O Instituto Nacional de Saúde Mental (NIMH) e a Agência de Política de Cuidado de Saúde e Pesquisa dos Estados Unidos fundaram em 1992 "Schizophrenia Patient Outcomes Research Team (PORT)", para desenvolver e disseminar recomendações para o tratamento de esquizofrenia baseados em evidência científica existente. Lehman e Steinwachs e co-investigadores do projeto PORT (1998) apresentaram estas recomendações de tratamento após revisões de literatura. Este artigo é interessante porque os autores dão uma nota para o nível de evidência existente na literatura – nível A: baseado em boa evidência de pesquisa em literatura; nível B: médio e nível C baseados somente em opiniões de espertos com evidências mínimas baseadas em pesquisas.

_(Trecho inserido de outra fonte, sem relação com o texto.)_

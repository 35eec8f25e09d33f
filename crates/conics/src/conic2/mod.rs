//! Axis-aligned second-order curves (ellipse, hyperbola).
//!
//! Purpose
//! - Model the two curve variants behind one sum type (`Conic2`), derive the
//!   general-form coefficients, and test point membership against a fixed
//!   absolute tolerance.
//! - Keep the API minimal (KISS, YAGNI) and numerically explicit (eps-aware).
//!
//! Why a sum type
//! - Both variants share the coefficient layout and differ only in the sign
//!   of the y² term; matching on the tag keeps the membership test and the
//!   description together without a trait object.
//!
//! Code cross-refs: `types::{Conic2, QuadCoeffs}`, `membership` (residual
//! test), `rand` (deterministic samplers for tests and demos).

mod describe;
mod membership;
pub mod rand;
mod types;

pub use types::{Conic2, QuadCoeffs, ON_CURVE_EPS};

#[cfg(test)]
mod tests;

Em relação ao tratamento de familiares os autores propõem:

Se fossemos ficar somente com a opinião destes investigadores acharíamos que a pesquisa em intervenção familiar foi amplamente explorada e que os resultados dos ensaios clínicos são definitivos. Contudo, pela revisão sistemática realizada pelo Prof. Mari, vemos a necessidade de se estudar mais este assunto, apesar da análise ter sido mais a favor do grupo de intervenções familiares. Outro ponto que me chamou atenção no estudo do PORT é que apesar dos investigadores citarem que realizaram uma exaustiva revisão da literatura e estarem preocupados com as melhores evidências não citaram o estudo desenvolvido pelo Prof. Mari que foi publicado e comentado em várias revistas especializadas de língua inglesa ( Mari & Streiner, 1994; Mari & Streiner, 1996; Mari & Streiner, 1997a; Mari & Streiner, 1997b). Estes comentários têm a finalidade de chamar a atenção para os "guidelines" que têm sido exaustivamente publicados e que sempre citam que são baseados na melhor evidência disponível, mas não mostram como foi feita a pesquisa desta literatura e não incluem estudos importantes como o realizado pelo Prof.Mari.

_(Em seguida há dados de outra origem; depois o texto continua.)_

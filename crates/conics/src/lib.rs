//! Second-order plane curves: models, membership tests, and samplers.
//!
//! The `conic2` module owns the curve model (coefficient derivation and the
//! residual membership test). Interactive presentation lives in the separate
//! `cli` crate and only consumes this API.

pub mod conic2;

/// Library version string.
pub const VERSION: &str = env!("CARGO_PKG_VERSION");

pub use conic2::{Conic2, QuadCoeffs, ON_CURVE_EPS};
pub use nalgebra::Vector2 as Vec2;

/// Common exports for quick imports in callers.
pub mod prelude {
    pub use crate::conic2::rand::{draw_conic, draw_point_on, point_at, DrawCfg, ReplayToken};
    pub use crate::conic2::{Conic2, QuadCoeffs, ON_CURVE_EPS};
    pub use nalgebra::Vector2 as Vec2;
}
//! Point membership via the residual of the implicit equation.

use nalgebra::Vector2;

use super::types::{Conic2, ON_CURVE_EPS};

impl Conic2 {
    /// Residual of the implicit equation at `p`: `x²/a² ± y²/b² − 1`.
    ///
    /// Zero exactly on the curve; for the ellipse the sign separates inside
    /// (negative) from outside (positive).
    #[inline]
    pub fn residual(&self, p: Vector2<f64>) -> f64 {
        match *self {
            Conic2::Ellipse { a, b } => (p.x * p.x) / (a * a) + (p.y * p.y) / (b * b) - 1.0,
            Conic2::Hyperbola { a, b } => (p.x * p.x) / (a * a) - (p.y * p.y) / (b * b) - 1.0,
        }
    }

    /// Membership with an explicit absolute tolerance (strict `<`).
    #[inline]
    pub fn contains_eps(&self, p: Vector2<f64>, eps: f64) -> bool {
        self.residual(p).abs() < eps
    }

    /// Membership at the default tolerance [`ON_CURVE_EPS`].
    /// Stateless predicate: identical inputs give identical results.
    #[inline]
    pub fn contains(&self, p: Vector2<f64>) -> bool {
        self.contains_eps(p, ON_CURVE_EPS)
    }
}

Em relação à revisão sistemática propriamente dita chama a atenção a qualidade metodológica e também como o autor articula os resultados encontrados com várias teorias existentes na literatura, levantando hipóteses muito pertinentes. Considero este aspecto muito importante porque em geral os pesquisadores que trabalham com revisão sistemática parecem se prender muito na parte da metodologia da revisão, esquecendo que um dos objetivos principais não é só poder responder se existem evidências na literatura sobre determinado assunto, mas também integrar o que existe com possibilidades de pesquisa no futuro.

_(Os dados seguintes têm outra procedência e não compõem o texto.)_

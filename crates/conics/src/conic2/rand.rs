//! Random conics and on-curve points (deterministic via replay tokens).
//!
//! Model
//! - `draw_conic` picks a variant and semi-axes uniformly within bounds.
//! - `point_at` maps a parameter to an exact point on the curve: the ellipse
//!   uses the angle parametrization `(a·cos t, b·sin t)`, the hyperbola its
//!   right branch `(a·cosh t, b·sinh t)`.
//! - Determinism uses a replay token `(seed, index)` mixed into a single RNG.
//!
//! Code cross-refs: `Conic2`, `membership` (sampled points must pass the
//! residual test).

use nalgebra::Vector2;
use rand::rngs::StdRng;
use rand::{Rng, SeedableRng};

use super::types::Conic2;

/// Sampler configuration.
#[derive(Clone, Copy, Debug)]
pub struct DrawCfg {
    /// Semi-axes drawn uniformly from `[axis_min, axis_max]`.
    pub axis_min: f64,
    pub axis_max: f64,
    /// Hyperbola parameter drawn from `[-t_max, t_max]`.
    pub t_max: f64,
}
impl Default for DrawCfg {
    fn default() -> Self {
        Self {
            axis_min: 0.5,
            axis_max: 4.0,
            t_max: 2.0,
        }
    }
}

/// Replay token to make draws reproducible and indexable.
#[derive(Clone, Copy, Debug, PartialEq, Eq)]
pub struct ReplayToken {
    pub seed: u64,
    pub index: u64,
}
impl ReplayToken {
    #[inline]
    fn to_std_rng(self) -> StdRng {
        // SplitMix64-style mixing, cheap and stable.
        fn mix(mut x: u64) -> u64 {
            x ^= x >> 30;
            x = x.wrapping_mul(0xbf58476d1ce4e5b9);
            x ^= x >> 27;
            x = x.wrapping_mul(0x94d049bb133111eb);
            x ^ (x >> 31)
        }
        let k = mix(self.seed ^ mix(self.index.wrapping_add(0x9e3779b97f4a7c15)));
        StdRng::seed_from_u64(k)
    }
}

/// Exact parametric point on `conic` at parameter `t`.
#[inline]
pub fn point_at(conic: Conic2, t: f64) -> Vector2<f64> {
    match conic {
        Conic2::Ellipse { a, b } => Vector2::new(a * t.cos(), b * t.sin()),
        Conic2::Hyperbola { a, b } => Vector2::new(a * t.cosh(), b * t.sinh()),
    }
}

/// Draw a random conic (variant plus semi-axes) within `cfg` bounds.
pub fn draw_conic(cfg: DrawCfg, tok: ReplayToken) -> Conic2 {
    let mut rng = tok.to_std_rng();
    let a = rng.gen_range(cfg.axis_min..=cfg.axis_max);
    let b = rng.gen_range(cfg.axis_min..=cfg.axis_max);
    if rng.gen::<bool>() {
        Conic2::ellipse(a, b)
    } else {
        Conic2::hyperbola(a, b)
    }
}

/// Draw a random point on `conic` via the parametrization; the residual of
/// the result is at rounding level, far below the membership tolerance.
pub fn draw_point_on(conic: Conic2, cfg: DrawCfg, tok: ReplayToken) -> Vector2<f64> {
    let mut rng = tok.to_std_rng();
    let t = match conic {
        Conic2::Ellipse { .. } => rng.gen_range(0.0..std::f64::consts::TAU),
        Conic2::Hyperbola { .. } => rng.gen_range(-cfg.t_max..=cfg.t_max),
    };
    point_at(conic, t)
}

Através de um estudo cuidadoso o autor comprova que as intervenções familiares têm influencia no número de recaídas, adesão à medicação e na taxa de internação. Contudo, aponta para os problemas remanescentes que poderão ser testados em futuras pesquisas. Outro dado interessante apesar de não fazer parte da análise é o fato de que existem diferenças no nível de EE entre os familiares de países desenvolvidos e em desenvolvimento e a necessidade de se testar intervenções culturalmente sensíveis.

Apesar destes aspectos serem amplamente reconhecidos poucos pacientes e seus familiares são atendidos desta maneira. Segundo Laurie M.Flynn (1998), que é a diretora executiva da poderosa " National Alliance for the Mentally ill (NAMI)", as intervenções psicossociais que são muito valorizadas pelas pessoas que são consumidoras dos serviços de saúde, não são prioridades para aquelas que provem os serviços de saúde. Coloca que mesmo a educação da família e apoio é altamente negligenciado, embora um levantamento tenha mostrado que 75% dos pacientes têm contato com seus familiares.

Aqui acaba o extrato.